__PROBLEM REQUIREMENTS__
Repeat the entries exactly, keeping every line as it is.

__SUPPLIED ENTRIES__
//! Folding a price calculation back into a reservation.

use serde_json::Value;

use crate::model::Properties;
use crate::reservation::{
    PriceCalculationData, Reservation, ServiceReservation, FIELD_QUANTITY, FIELD_UNIT_PRICE,
};

pub const FIELD_VAT_RATE: &str = "B25LP__VAT_Rate__c";
pub const FIELD_PRICE: &str = "B25__Price__c";
pub const FIELD_SUBTOTAL: &str = "B25__Subtotal__c";
pub const FIELD_SUBTOTAL_INCL: &str = "B25LP__Subtotal_Incl__c";
pub const FIELD_SERVICE_COSTS: &str = "B25__Service_Costs__c";
pub const FIELD_SERVICE_COSTS_INCL: &str = "B25LP__Service_Costs_Incl__c";
pub const FIELD_TOTAL_INCL: &str = "B25LP__Total_Incl__c";
pub const FIELD_TOTAL_PRICE: &str = "B25__Total_Price__c";

/// Copy calculated fields onto `reservation`, then recompute subtotals and totals.
///
/// Service reservation data is matched by position; entries beyond the
/// reservation's own list are ignored.
pub fn apply_price_calculation(reservation: &mut Reservation, data: &PriceCalculationData) {
    reservation.properties.extend(data.reservation.clone());
    for (service_reservation, fields) in reservation
        .service_reservations
        .iter_mut()
        .zip(&data.service_reservations)
    {
        service_reservation.properties.extend(fields.clone());
    }

    let mut service_costs = 0.0;
    let mut service_costs_incl = 0.0;
    for service_reservation in &mut reservation.service_reservations {
        let (subtotal, subtotal_incl) = price_service_reservation(service_reservation);
        service_costs += subtotal;
        service_costs_incl += subtotal_incl;
    }

    let props = &mut reservation.properties;
    let price = number(props, FIELD_PRICE);
    let subtotal = number(props, FIELD_SUBTOTAL).unwrap_or(0.0);
    let subtotal_incl = including_vat(subtotal, number(props, FIELD_VAT_RATE).unwrap_or(0.0));

    set_number(props, FIELD_SERVICE_COSTS, service_costs);
    set_number(props, FIELD_SERVICE_COSTS_INCL, service_costs_incl);
    set_number(props, FIELD_SUBTOTAL_INCL, subtotal_incl);
    set_number(props, FIELD_TOTAL_INCL, service_costs_incl + subtotal_incl);
    set_number(props, FIELD_TOTAL_PRICE, price.unwrap_or(subtotal + service_costs));
}

/// Returns (subtotal, subtotal including VAT).
fn price_service_reservation(service_reservation: &mut ServiceReservation) -> (f64, f64) {
    let props = &service_reservation.properties;
    let quantity = number(props, FIELD_QUANTITY).unwrap_or(service_reservation.quantity);
    let unit_price = number(props, FIELD_UNIT_PRICE).unwrap_or(service_reservation.unit_price);
    let vat_rate = number(props, FIELD_VAT_RATE).unwrap_or(0.0);

    service_reservation.quantity = quantity;
    service_reservation.unit_price = unit_price;
    let subtotal = service_reservation.subtotal();
    let subtotal_incl = including_vat(subtotal, vat_rate);

    let props = &mut service_reservation.properties;
    set_number(props, FIELD_SUBTOTAL, subtotal);
    set_number(props, FIELD_SUBTOTAL_INCL, subtotal_incl);
    (subtotal, subtotal_incl)
}

fn including_vat(amount: f64, vat_rate: f64) -> f64 {
    amount + amount * vat_rate
}

fn number(props: &Properties, field: &str) -> Option<f64> {
    props.get(field).and_then(Value::as_f64)
}

fn set_number(props: &mut Properties, field: &str, value: f64) {
    props.insert(field.into(), Value::from(value));
}
use std::collections::BTreeMap;

use super::Resource;

/// Resolve parent-id references into parent/children links.
///
/// Resources whose parent is null or not present in `resources` stay roots.
/// Not idempotent: a second pass would duplicate children, so callers run it once
/// on a freshly built collection. Returns the number of links made.
pub fn link_hierarchy(resources: &mut BTreeMap<String, Resource>) -> usize {
    let links: Vec<(String, String)> = resources
        .values()
        .filter_map(|r| {
            let pid = r.parent_id.as_ref()?;
            (pid != &r.id && resources.contains_key(pid)).then(|| (r.id.clone(), pid.clone()))
        })
        .collect();

    for (child_id, parent_id) in &links {
        if let Some(child) = resources.get_mut(child_id) {
            child.parent = Some(parent_id.clone());
        }
        if let Some(parent) = resources.get_mut(parent_id) {
            parent.children.push(child_id.clone());
        }
    }

    links.len()
}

__OUTPUT OF THE EXERCISE__
//! Folding a price calculation back into a reservation.

use serde_json::Value;

use crate::model::Properties;
use crate::reservation::{
    PriceCalculationData, Reservation, ServiceReservation, FIELD_QUANTITY, FIELD_UNIT_PRICE,
};

pub const FIELD_VAT_RATE: &str = "B25LP__VAT_Rate__c";
pub const FIELD_PRICE: &str = "B25__Price__c";
pub const FIELD_SUBTOTAL: &str = "B25__Subtotal__c";
pub const FIELD_SUBTOTAL_INCL: &str = "B25LP__Subtotal_Incl__c";
pub const FIELD_SERVICE_COSTS: &str = "B25__Service_Costs__c";
pub const FIELD_SERVICE_COSTS_INCL: &str = "B25LP__Service_Costs_Incl__c";
pub const FIELD_TOTAL_INCL: &str = "B25LP__Total_Incl__c";
pub const FIELD_TOTAL_PRICE: &str = "B25__Total_Price__c";

/// Copy calculated fields onto `reservation`, then recompute subtotals and totals.
///
/// Service reservation data is matched by position; entries beyond the
/// reservation's own list are ignored.
pub fn apply_price_calculation(reservation: &mut Reservation, data: &PriceCalculationData) {
    reservation.properties.extend(data.reservation.clone());
    for (service_reservation, fields) in reservation
        .service_reservations
        .iter_mut()
        .zip(&data.service_reservations)
    {
        service_reservation.properties.extend(fields.clone());
    }

    let mut service_costs = 0.0;
    let mut service_costs_incl = 0.0;
    for service_reservation in &mut reservation.service_reservations {
        let (subtotal, subtotal_incl) = price_service_reservation(service_reservation);
        service_costs += subtotal;
        service_costs_incl += subtotal_incl;
    }

    let props = &mut reservation.properties;
    let price = number(props, FIELD_PRICE);
    let subtotal = number(props, FIELD_SUBTOTAL).unwrap_or(0.0);
    let subtotal_incl = including_vat(subtotal, number(props, FIELD_VAT_RATE).unwrap_or(0.0));

    set_number(props, FIELD_SERVICE_COSTS, service_costs);
    set_number(props, FIELD_SERVICE_COSTS_INCL, service_costs_incl);
    set_number(props, FIELD_SUBTOTAL_INCL, subtotal_incl);
    set_number(props, FIELD_TOTAL_INCL, service_costs_incl + subtotal_incl);
    set_number(props, FIELD_TOTAL_PRICE, price.unwrap_or(subtotal + service_costs));
}

/// Returns (subtotal, subtotal including VAT).
fn price_service_reservation(service_reservation: &mut ServiceReservation) -> (f64, f64) {
    let props = &service_reservation.properties;
    let quantity = number(props, FIELD_QUANTITY).unwrap_or(service_reservation.quantity);
    let unit_price = number(props, FIELD_UNIT_PRICE).unwrap_or(service_reservation.unit_price);
    let vat_rate = number(props, FIELD_VAT_RATE).unwrap_or(0.0);

    service_reservation.quantity = quantity;
    service_reservation.unit_price = unit_price;
    let subtotal = service_reservation.subtotal();
    let subtotal_incl = including_vat(subtotal, vat_rate);

    let props = &mut service_reservation.properties;
    set_number(props, FIELD_SUBTOTAL, subtotal);
    set_number(props, FIELD_SUBTOTAL_INCL, subtotal_incl);
    (subtotal, subtotal_incl)
}

fn including_vat(amount: f64, vat_rate: f64) -> f64 {
    amount + amount * vat_rate
}

fn number(props: &Properties, field: &str) -> Option<f64> {
    props.get(field).and_then(Value::as_f64)
}

fn set_number(props: &mut Properties, field: &str, value: f64) {
    props.insert(field.into(), Value::from(value));
}
use std::collections::BTreeMap;

use super::Resource;

/// Resolve parent-id references into parent/children links.
///
/// Resources whose parent is null or not present in `resources` stay roots.
/// Not idempotent: a second pass would duplicate children, so callers run it once
/// on a freshly built collection. Returns the number of links made.
pub fn link_hierarchy(resources: &mut BTreeMap<String, Resource>) -> usize {
    let links: Vec<(String, String)> = resources
        .values()
        .filter_map(|r| {
            let pid = r.parent_id.as_ref()?;
            (pid != &r.id && resources.contains_key(pid)).then(|| (r.id.clone(), pid.clone()))
        })
        .collect();

    for (child_id, parent_id) in &links {
        if let Some(child) = resources.get_mut(child_id) {
            child.parent = Some(parent_id.clone());
        }
        if let Some(parent) = resources.get_mut(parent_id) {
            parent.children.push(child_id.clone());
        }
    }

    links.len()
}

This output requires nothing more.